Materials and methods
Population screening
From May 2021 to March 2022, a total of 2,358 patients from the physical examination center, assisted reproductive technology center, and gynecology clinics were enrolled in this study. They underwent vaginal microecology and HPV-DNA tests during the same period at the First Affiliated Hospital of Xi'an Jiaotong University, Shaanxi Province, China. The median [interquartile range (IQR)] age of participants was 35 (28–42) years. The inclusion criteria are as follows: participants who (1) had a sexual history; (2) had no gynecological examination or vaginal ultrasound within 24 h; (3) are at a non-menstrual stage; and (4) had accepted HPV-DNA tests in our hospital. The exclusion criteria are as follows: participants who (1) are pregnant or lactating; (2) had sexual intercourse or used a drug in the vagina within the last 3 days; (3) used antibiotics within 1 month; (4) had accompanying autoimmune diseases or being under immunosuppressive treatment; (5) are complicated with serious medical or surgical diseases; (6) had the history of cervical lesion or HPV infection treatment, including medical and surgical treatments; and (7) had the history of HPV vaccination. The flow chart of the screening process is shown in the Supplementary Figure 1. This study was approved by the Medical Ethics Committee of the First Affiliated Hospital of Xi'an Jiaotong University, Xi'an, China.
Detection methods
Two sterile cotton swabs were used to collect secretions from the upper 1/3 of the vagina; the swabs were placed in test tubes for immediate testing. A special brush for HPV-DNA testing was placed into the cervical canal and rotated 3–5 times; the brush was removed and placed into a specimen tube containing cell preservation solution, then the tube cap was closed and the samples were sent for testing.
Testing and diagnosis
One of the sample cotton swabs was used to make two slide preparations, one to microscopically observe Trichomoniasis and perform a Donders score using the physiological saline wet sheet method; and the other was used to observe the density and diversity of flora, pseudohyphae, spores, Nugent score, and Lactobacilli grading, as viewed microscopically under oil after drying, fixing, and gram staining. We used the Vaginitis Combined Test Kit provided by Jiangsu Shuoshi Biotechnology Co., Ltd., to detect vaginal microbial function and inflammatory response indicators using the specimens on the second set of cotton swabs, including pH value, leukocyte esterase (LE), neuraminidase (SNA), β-glucuronidase (GUS), and β-N-acetylglucosaminidase (NAG). Evaluation and diagnosis were based on the Vaginal Microecology Evaluation System v.2016 (8) as follows: (1) Normal vaginal microecology: density and diversity grades were II–III, the dominant bacteria were Lactobacilli, no pathogenic microorganisms were detected, vaginal pH value was 3.8–4.5, Lactobacilli grade was I–IIa, and inflammatory response indicators were negative; (2) BV: Nugent score ≥7 points; (3) VVC: fungal spores or pseudohyphae could be found microscopically under oil; (4) aerobic vaginitis (AV): according to the clinical manifestations and microscopic Donders score ≥3 points; (5) Trichomoniasis: a large number of white blood cells and active Trichomoniasis under the microscope; (6) Mixed vaginitis: two or more types of vaginitis existing at the same time; and (7) Microbial function and inflammatory response indicators could be determined according to the test kit.
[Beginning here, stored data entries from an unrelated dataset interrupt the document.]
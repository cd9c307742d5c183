//! Kernel address space on the live level-4 table.

use x86_64::registers::control::Cr3;
use x86_64::structures::paging::mapper::{MapToError, Translate, UnmapError};
use x86_64::structures::paging::{
    FrameAllocator as PageTableFrames, Mapper, OffsetPageTable, Page, PageTable,
    PageTableFlags, PhysFrame, Size4KiB,
};
use x86_64::{PhysAddr, VirtAddr};

use crate::config::PAGE_SIZE;
use crate::memory::{FrameAllocator, MemoryError, Mmu, VirtualSpace, VmProt};

/// Hands frames for intermediate page tables to the `x86_64` mapper.
struct TableFrames<'a, F>(&'a mut F);

unsafe impl<F: FrameAllocator> PageTableFrames<Size4KiB> for TableFrames<'_, F> {
    fn allocate_frame(&mut self) -> Option<PhysFrame<Size4KiB>> {
        self.0.alloc_frame().map(PhysFrame::containing_address)
    }
}

fn leaf_flags(prot: VmProt) -> PageTableFlags {
    let mut flags = PageTableFlags::PRESENT;
    if prot.contains(VmProt::WRITE) {
        flags |= PageTableFlags::WRITABLE;
    }
    if prot.contains(VmProt::USER) {
        flags |= PageTableFlags::USER_ACCESSIBLE;
    }
    if !prot.contains(VmProt::EXEC) {
        flags |= PageTableFlags::NO_EXECUTE;
    }
    flags
}

fn table_flags(prot: VmProt) -> PageTableFlags {
    let mut flags = PageTableFlags::PRESENT | PageTableFlags::WRITABLE;
    if prot.contains(VmProt::USER) {
        flags |= PageTableFlags::USER_ACCESSIBLE;
    }
    flags
}

fn map_error(va: VirtAddr, err: MapToError<Size4KiB>) -> MemoryError {
    match err {
        MapToError::FrameAllocationFailed => MemoryError::OutOfFrames,
        MapToError::PageAlreadyMapped(_) => MemoryError::AlreadyMapped(va.as_u64()),
        MapToError::ParentEntryHugePage => MemoryError::PageTable(va.as_u64()),
    }
}

pub struct PagingSpace {
    mapper: OffsetPageTable<'static>,
    phys_offset: VirtAddr,
}

impl PagingSpace {
    /// # Safety
    ///
    /// All physical memory must be mapped at `phys_offset`, and nothing else may hold a
    /// reference to the active level-4 table.
    pub unsafe fn new(phys_offset: VirtAddr) -> Self {
        let (level_4_frame, _) = Cr3::read();
        let virt = phys_offset + level_4_frame.start_address().as_u64();
        let level_4: &'static mut PageTable = &mut *virt.as_mut_ptr::<PageTable>();
        Self {
            mapper: OffsetPageTable::new(level_4, phys_offset),
            phys_offset,
        }
    }

    fn zero_frame(&self, frame: PhysAddr) {
        let ptr = self.phys_to_virt(frame).as_mut_ptr::<u8>();
        // SAFETY: freshly allocated frame, reached through the physical window.
        unsafe { core::ptr::write_bytes(ptr, 0, PAGE_SIZE as usize) };
    }

    fn map_one<F: FrameAllocator>(
        &mut self,
        frames: &mut F,
        page: Page<Size4KiB>,
        frame: PhysAddr,
        prot: VmProt,
    ) -> Result<(), MemoryError> {
        let va = page.start_address();
        // SAFETY: the caller picked a frame that is not mapped anywhere else in a way the
        // new flags would conflict with.
        unsafe {
            self.mapper
                .map_to_with_table_flags(
                    page,
                    PhysFrame::containing_address(frame),
                    leaf_flags(prot),
                    table_flags(prot),
                    &mut TableFrames(frames),
                )
                .map_err(|e| map_error(va, e))?
                .flush();
        }
        Ok(())
    }
}

impl VirtualSpace for PagingSpace {
    fn init(&mut self, next_free: PhysAddr) -> Result<PhysAddr, MemoryError> {
        // The live tables already exist; nothing past the heap window is claimed.
        Ok(next_free)
    }

    fn page_alloc_in_addr<F: FrameAllocator>(
        &mut self,
        frames: &mut F,
        va: VirtAddr,
        pages: usize,
        prot: VmProt,
    ) -> Result<(), MemoryError> {
        let first = Page::<Size4KiB>::containing_address(va);
        for i in 0..pages as u64 {
            let frame = frames.alloc_frame().ok_or(MemoryError::OutOfFrames)?;
            self.zero_frame(frame);
            if let Err(err) = self.map_one(frames, first + i, frame, prot) {
                frames.free_frame(frame);
                return Err(err);
            }
        }
        Ok(())
    }

    fn page_map<F: FrameAllocator>(
        &mut self,
        frames: &mut F,
        va: VirtAddr,
        pa: PhysAddr,
        pages: usize,
        prot: VmProt,
    ) -> Result<(), MemoryError> {
        let first = Page::<Size4KiB>::containing_address(va);
        for i in 0..pages as u64 {
            let page = first + i;
            match self.mapper.unmap(page) {
                Ok((_, flush)) => flush.flush(),
                Err(UnmapError::PageNotMapped) => {}
                Err(_) => return Err(MemoryError::PageTable(page.start_address().as_u64())),
            }
            self.map_one(frames, page, pa + i * PAGE_SIZE, prot)?;
        }
        Ok(())
    }

    fn copy_to(&mut self, va: VirtAddr, bytes: &[u8]) -> Result<(), MemoryError> {
        let mut done = 0;
        while done < bytes.len() {
            let addr = va + done as u64;
            let pa = self
                .mapper
                .translate_addr(addr)
                .ok_or(MemoryError::NotMapped(addr.as_u64()))?;
            let in_page = (PAGE_SIZE - addr.as_u64() % PAGE_SIZE) as usize;
            let len = in_page.min(bytes.len() - done);
            // SAFETY: `pa` backs a mapped page and is reached through the physical window;
            // `len` stays inside that page.
            unsafe {
                core::ptr::copy_nonoverlapping(
                    bytes[done..].as_ptr(),
                    self.phys_to_virt(pa).as_mut_ptr::<u8>(),
                    len,
                );
            }
            done += len;
        }
        Ok(())
    }

    fn phys_to_virt(&self, pa: PhysAddr) -> VirtAddr {
        self.phys_offset + pa.as_u64()
    }
}

impl Mmu for PagingSpace {
    fn enable_high_vectors(&mut self, va: VirtAddr) -> Result<(), MemoryError> {
        if self.mapper.translate_addr(va).is_none() {
            return Err(MemoryError::NotMapped(va.as_u64()));
        }
        // SAFETY: the page was just mapped for this purpose and is never handed out.
        unsafe { super::idt::relocate(va) };
        Ok(())
    }

    fn directory_entry_present(&self, index: usize) -> bool {
        self.mapper.level_4_table()[index]
            .flags()
            .contains(PageTableFlags::PRESENT)
    }

    fn clear_directory_entry(&mut self, index: usize) {
        self.mapper.level_4_table_mut()[index].set_unused();
    }

    fn clear_page_entry(&mut self, va: VirtAddr) {
        if let Ok((_, flush)) = self.mapper.unmap(Page::<Size4KiB>::containing_address(va)) {
            flush.flush();
        }
    }

    fn flush_tlb(&mut self) {
        x86_64::instructions::tlb::flush_all();
    }
}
DNA from cervical cells was extracted for hybridization and color development. A total of 15 high-risk HPV (16, 18, 31, 33, 35, 39, 45, 51, 52, 53, 56, 58, 59, 66, and 68) and 6 low-risk HPV (6, 11, 26, 73, 81, and 82) types can be detected by HPV-DNA detection kit provided by Jiangsu Shuoshi Biotechnology Co., Ltd. The evaluation and diagnosis results were classified into (1) “HPV-positive”: one or more of the above-mentioned HPV subtypes were detected and divided into “HPV16/18-positive group” and “HPV other subtype positive group”; and (2) “HPV-negative”: none of the above HPV subtypes were detected.
Statistical methods
SPSS 25.0 and Origin 2019 software were used for statistical analysis and graphing, respectively. Quantitative data were expressed as median (IQR) and qualitative data were described by absolute and relative indices. The chi-square test, Fisher's exact probability test, or univariate logistic regression analysis were used for the comparison of factors between the groups, the multivariate logistic regression analysis was carried out with significant results, and the OR value and 95% CI were calculated. Statistical tests were two-sided; P < 0.05 was considered statistically significant.
Results
HPV infection at different age ranges
The total HPV infection rate of 2,358 patients was 20.27% (478/2,358). There was a statistically significant difference in HPV infection between the different age groups (P < 0.01). The HPV-positive rates of women aged <30, 50–59, and ≥60 years were 24.34%, 24.30%, and 25.33%, respectively, higher than 17.29%−17.98% of women aged 30–49 years (Table 1, Figure 1).
HPV-positive types at different age distributions
The incidence of HPV16/18-positive was 25.73% (123/478), while the rate of HPV other subtypes was 74.27% (355/478). The difference in HPV16/18-positive rate between different age groups was not statistically significant (P > 0.05). HPV16/18 infection was most common in women aged ≥60 years, with a positive rate of 36.84%; the lowest positive rate was in the 30–39 years group (22.75%). HPV other subtypes infection was more common in women aged 30–39 years, and the positive rate was 77.25%. On average, the infection rates of HPV other subtypes in different age groups were three times higher than that of HPV16/18 (Table 2, Figure 2).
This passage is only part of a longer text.